**EXERCISE BRIEF:** Here are the records. Write out exactly the lines between the one holding "one Aqara gateway." and the one holding "to this gateway", inclusive.

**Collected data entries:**

^^^^^^^^

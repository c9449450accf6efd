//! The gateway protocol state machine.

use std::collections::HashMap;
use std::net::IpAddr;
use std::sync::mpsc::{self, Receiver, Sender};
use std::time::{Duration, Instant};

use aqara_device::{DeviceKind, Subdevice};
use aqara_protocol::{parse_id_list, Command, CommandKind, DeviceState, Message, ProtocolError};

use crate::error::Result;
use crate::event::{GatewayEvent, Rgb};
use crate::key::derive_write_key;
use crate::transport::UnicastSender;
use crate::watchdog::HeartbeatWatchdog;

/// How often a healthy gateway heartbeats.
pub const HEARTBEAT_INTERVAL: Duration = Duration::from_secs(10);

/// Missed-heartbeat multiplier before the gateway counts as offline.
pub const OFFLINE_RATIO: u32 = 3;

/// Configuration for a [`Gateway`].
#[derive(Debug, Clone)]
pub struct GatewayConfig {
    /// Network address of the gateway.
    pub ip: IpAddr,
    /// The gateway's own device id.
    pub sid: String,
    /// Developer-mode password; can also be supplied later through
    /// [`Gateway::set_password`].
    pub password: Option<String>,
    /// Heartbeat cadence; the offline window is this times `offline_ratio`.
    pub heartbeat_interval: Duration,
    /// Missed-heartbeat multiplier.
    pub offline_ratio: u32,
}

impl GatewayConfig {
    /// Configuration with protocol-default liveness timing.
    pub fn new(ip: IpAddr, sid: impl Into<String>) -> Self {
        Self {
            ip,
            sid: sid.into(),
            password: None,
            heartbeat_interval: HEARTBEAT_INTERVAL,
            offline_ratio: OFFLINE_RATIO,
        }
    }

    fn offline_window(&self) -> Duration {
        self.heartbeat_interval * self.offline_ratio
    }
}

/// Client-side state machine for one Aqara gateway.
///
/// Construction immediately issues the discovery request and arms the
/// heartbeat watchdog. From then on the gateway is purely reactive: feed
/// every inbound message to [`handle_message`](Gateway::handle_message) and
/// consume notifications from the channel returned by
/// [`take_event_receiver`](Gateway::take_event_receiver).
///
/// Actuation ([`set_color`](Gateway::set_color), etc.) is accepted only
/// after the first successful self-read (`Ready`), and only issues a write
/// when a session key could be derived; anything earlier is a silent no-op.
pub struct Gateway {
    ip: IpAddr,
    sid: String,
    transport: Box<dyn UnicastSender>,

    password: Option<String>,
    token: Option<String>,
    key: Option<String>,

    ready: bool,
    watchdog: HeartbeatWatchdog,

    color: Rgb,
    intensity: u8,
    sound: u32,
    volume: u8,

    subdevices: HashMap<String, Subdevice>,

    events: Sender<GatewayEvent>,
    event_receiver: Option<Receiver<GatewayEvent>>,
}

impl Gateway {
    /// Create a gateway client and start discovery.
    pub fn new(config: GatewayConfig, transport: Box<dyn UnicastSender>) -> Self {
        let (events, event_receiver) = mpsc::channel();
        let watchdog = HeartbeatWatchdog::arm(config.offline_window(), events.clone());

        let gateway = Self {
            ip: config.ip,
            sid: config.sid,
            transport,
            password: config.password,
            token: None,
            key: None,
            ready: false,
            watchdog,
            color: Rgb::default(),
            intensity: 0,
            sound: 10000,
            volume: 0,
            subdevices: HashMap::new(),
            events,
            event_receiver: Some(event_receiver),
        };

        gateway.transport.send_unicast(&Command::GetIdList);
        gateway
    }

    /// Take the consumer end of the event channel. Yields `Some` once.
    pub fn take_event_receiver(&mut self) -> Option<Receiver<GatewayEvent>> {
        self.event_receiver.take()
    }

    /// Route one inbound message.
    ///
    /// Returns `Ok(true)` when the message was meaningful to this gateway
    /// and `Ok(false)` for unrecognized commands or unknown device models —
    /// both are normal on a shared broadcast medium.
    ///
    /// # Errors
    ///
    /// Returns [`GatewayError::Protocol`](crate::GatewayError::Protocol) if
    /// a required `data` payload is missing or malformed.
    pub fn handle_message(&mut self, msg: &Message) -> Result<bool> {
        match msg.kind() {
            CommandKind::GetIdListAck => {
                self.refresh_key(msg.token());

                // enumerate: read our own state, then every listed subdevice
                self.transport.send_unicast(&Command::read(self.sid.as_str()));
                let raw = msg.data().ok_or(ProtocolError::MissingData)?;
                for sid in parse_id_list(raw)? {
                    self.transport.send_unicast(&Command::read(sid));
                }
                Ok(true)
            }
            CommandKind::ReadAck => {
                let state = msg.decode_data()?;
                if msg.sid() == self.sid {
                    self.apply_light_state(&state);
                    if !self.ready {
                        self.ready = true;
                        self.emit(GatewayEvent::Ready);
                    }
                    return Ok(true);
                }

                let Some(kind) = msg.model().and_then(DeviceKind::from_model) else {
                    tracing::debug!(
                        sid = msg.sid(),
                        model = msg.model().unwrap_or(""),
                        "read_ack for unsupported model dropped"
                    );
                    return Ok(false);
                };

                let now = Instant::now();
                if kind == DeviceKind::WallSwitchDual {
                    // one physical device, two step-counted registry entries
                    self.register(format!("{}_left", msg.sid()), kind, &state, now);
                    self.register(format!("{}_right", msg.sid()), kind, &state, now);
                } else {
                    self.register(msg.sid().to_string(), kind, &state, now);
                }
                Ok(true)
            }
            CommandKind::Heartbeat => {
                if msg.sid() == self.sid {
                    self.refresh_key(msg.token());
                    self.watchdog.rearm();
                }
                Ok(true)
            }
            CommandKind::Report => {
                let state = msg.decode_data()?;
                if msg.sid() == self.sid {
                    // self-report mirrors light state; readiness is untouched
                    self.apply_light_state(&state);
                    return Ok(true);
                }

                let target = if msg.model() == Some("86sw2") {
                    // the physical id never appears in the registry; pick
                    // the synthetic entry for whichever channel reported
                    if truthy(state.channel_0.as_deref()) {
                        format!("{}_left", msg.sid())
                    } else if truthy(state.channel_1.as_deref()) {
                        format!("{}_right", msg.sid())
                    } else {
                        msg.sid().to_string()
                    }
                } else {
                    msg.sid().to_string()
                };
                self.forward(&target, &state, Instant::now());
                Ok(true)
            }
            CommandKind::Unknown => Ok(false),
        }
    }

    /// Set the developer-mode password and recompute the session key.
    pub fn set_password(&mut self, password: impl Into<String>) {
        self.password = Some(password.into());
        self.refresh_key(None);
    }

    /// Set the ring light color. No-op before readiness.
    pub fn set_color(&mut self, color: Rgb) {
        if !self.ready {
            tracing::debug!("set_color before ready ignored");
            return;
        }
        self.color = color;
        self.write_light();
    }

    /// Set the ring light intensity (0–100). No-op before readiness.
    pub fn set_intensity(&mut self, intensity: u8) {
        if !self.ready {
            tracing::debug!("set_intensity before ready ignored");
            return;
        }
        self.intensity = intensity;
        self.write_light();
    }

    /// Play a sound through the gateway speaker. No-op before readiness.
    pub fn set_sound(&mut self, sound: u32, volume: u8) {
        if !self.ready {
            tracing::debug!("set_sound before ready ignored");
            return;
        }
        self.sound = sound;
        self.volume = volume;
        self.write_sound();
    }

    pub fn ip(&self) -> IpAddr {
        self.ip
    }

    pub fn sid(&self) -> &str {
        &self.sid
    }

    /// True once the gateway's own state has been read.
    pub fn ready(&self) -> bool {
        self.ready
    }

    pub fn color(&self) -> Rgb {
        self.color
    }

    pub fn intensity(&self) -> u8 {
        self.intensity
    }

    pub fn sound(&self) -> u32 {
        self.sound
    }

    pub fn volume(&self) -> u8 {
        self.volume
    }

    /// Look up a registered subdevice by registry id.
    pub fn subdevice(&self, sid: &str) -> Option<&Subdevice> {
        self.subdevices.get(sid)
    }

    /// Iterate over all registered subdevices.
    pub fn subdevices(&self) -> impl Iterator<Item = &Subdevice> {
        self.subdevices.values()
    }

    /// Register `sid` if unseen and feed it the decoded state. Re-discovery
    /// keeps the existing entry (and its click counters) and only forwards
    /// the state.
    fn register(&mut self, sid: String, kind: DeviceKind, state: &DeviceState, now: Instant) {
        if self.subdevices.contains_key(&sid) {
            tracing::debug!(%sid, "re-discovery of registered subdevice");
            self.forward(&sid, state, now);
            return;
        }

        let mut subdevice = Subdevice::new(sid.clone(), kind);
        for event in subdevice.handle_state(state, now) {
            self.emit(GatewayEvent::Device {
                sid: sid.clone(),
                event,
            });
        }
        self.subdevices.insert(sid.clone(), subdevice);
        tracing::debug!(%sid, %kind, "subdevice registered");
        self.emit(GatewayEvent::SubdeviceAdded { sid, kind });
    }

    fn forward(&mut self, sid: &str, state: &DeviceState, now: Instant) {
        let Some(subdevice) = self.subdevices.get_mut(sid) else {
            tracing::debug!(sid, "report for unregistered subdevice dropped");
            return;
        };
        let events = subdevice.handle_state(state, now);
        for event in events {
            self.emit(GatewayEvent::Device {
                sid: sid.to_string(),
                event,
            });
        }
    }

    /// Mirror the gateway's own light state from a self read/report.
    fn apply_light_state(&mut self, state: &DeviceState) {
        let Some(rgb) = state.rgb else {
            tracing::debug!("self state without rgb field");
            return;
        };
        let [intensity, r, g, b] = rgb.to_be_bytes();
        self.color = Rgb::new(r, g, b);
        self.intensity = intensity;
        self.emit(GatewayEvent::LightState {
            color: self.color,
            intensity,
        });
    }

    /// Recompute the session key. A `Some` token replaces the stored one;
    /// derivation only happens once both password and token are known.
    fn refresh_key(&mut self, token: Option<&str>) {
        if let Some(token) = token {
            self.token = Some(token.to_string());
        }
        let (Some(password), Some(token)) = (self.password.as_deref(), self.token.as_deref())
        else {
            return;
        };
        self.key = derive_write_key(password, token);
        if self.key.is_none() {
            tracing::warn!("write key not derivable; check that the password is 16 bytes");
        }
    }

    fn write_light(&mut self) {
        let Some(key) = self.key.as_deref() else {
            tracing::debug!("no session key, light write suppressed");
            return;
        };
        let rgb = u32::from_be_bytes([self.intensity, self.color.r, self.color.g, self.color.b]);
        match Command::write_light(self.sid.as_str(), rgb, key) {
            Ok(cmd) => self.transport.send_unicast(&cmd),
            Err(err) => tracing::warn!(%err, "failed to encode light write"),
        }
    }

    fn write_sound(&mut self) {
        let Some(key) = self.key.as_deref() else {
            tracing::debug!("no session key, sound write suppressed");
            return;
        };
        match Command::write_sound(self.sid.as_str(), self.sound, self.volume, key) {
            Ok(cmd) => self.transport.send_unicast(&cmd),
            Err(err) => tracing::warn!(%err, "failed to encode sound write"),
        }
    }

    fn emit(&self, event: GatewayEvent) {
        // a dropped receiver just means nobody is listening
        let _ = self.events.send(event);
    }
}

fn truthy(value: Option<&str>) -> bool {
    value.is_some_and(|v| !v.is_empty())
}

^^^^^^^^

**EXERCISE OUTPUT:**
/// Client-side state machine for one Aqara gateway.
///
/// Construction immediately issues the discovery request and arms the
/// heartbeat watchdog. From then on the gateway is purely reactive: feed
/// every inbound message to [`handle_message`](Gateway::handle_message) and
/// consume notifications from the channel returned by
/// [`take_event_receiver`](Gateway::take_event_receiver).
///
/// Actuation ([`set_color`](Gateway::set_color), etc.) is accepted only
/// after the first successful self-read (`Ready`), and only issues a write
/// when a session key could be derived; anything earlier is a silent no-op.
pub struct Gateway {
    ip: IpAddr,
    sid: String,
    transport: Box<dyn UnicastSender>,

    password: Option<String>,
    token: Option<String>,
    key: Option<String>,

    ready: bool,
    watchdog: HeartbeatWatchdog,

    color: Rgb,
    intensity: u8,
    sound: u32,
    volume: u8,

    subdevices: HashMap<String, Subdevice>,

    events: Sender<GatewayEvent>,
    event_receiver: Option<Receiver<GatewayEvent>>,
}

impl Gateway {
    /// Create a gateway client and start discovery.
    pub fn new(config: GatewayConfig, transport: Box<dyn UnicastSender>) -> Self {
        let (events, event_receiver) = mpsc::channel();
        let watchdog = HeartbeatWatchdog::arm(config.offline_window(), events.clone());

        let gateway = Self {
            ip: config.ip,
            sid: config.sid,
            transport,
            password: config.password,
            token: None,
            key: None,
            ready: false,
            watchdog,
            color: Rgb::default(),
            intensity: 0,
            sound: 10000,
            volume: 0,
            subdevices: HashMap::new(),
            events,
            event_receiver: Some(event_receiver),
        };

        gateway.transport.send_unicast(&Command::GetIdList);
        gateway
    }

    /// Take the consumer end of the event channel. Yields `Some` once.
    pub fn take_event_receiver(&mut self) -> Option<Receiver<GatewayEvent>> {
        self.event_receiver.take()
    }

    /// Route one inbound message.
    ///
    /// Returns `Ok(true)` when the message was meaningful to this gateway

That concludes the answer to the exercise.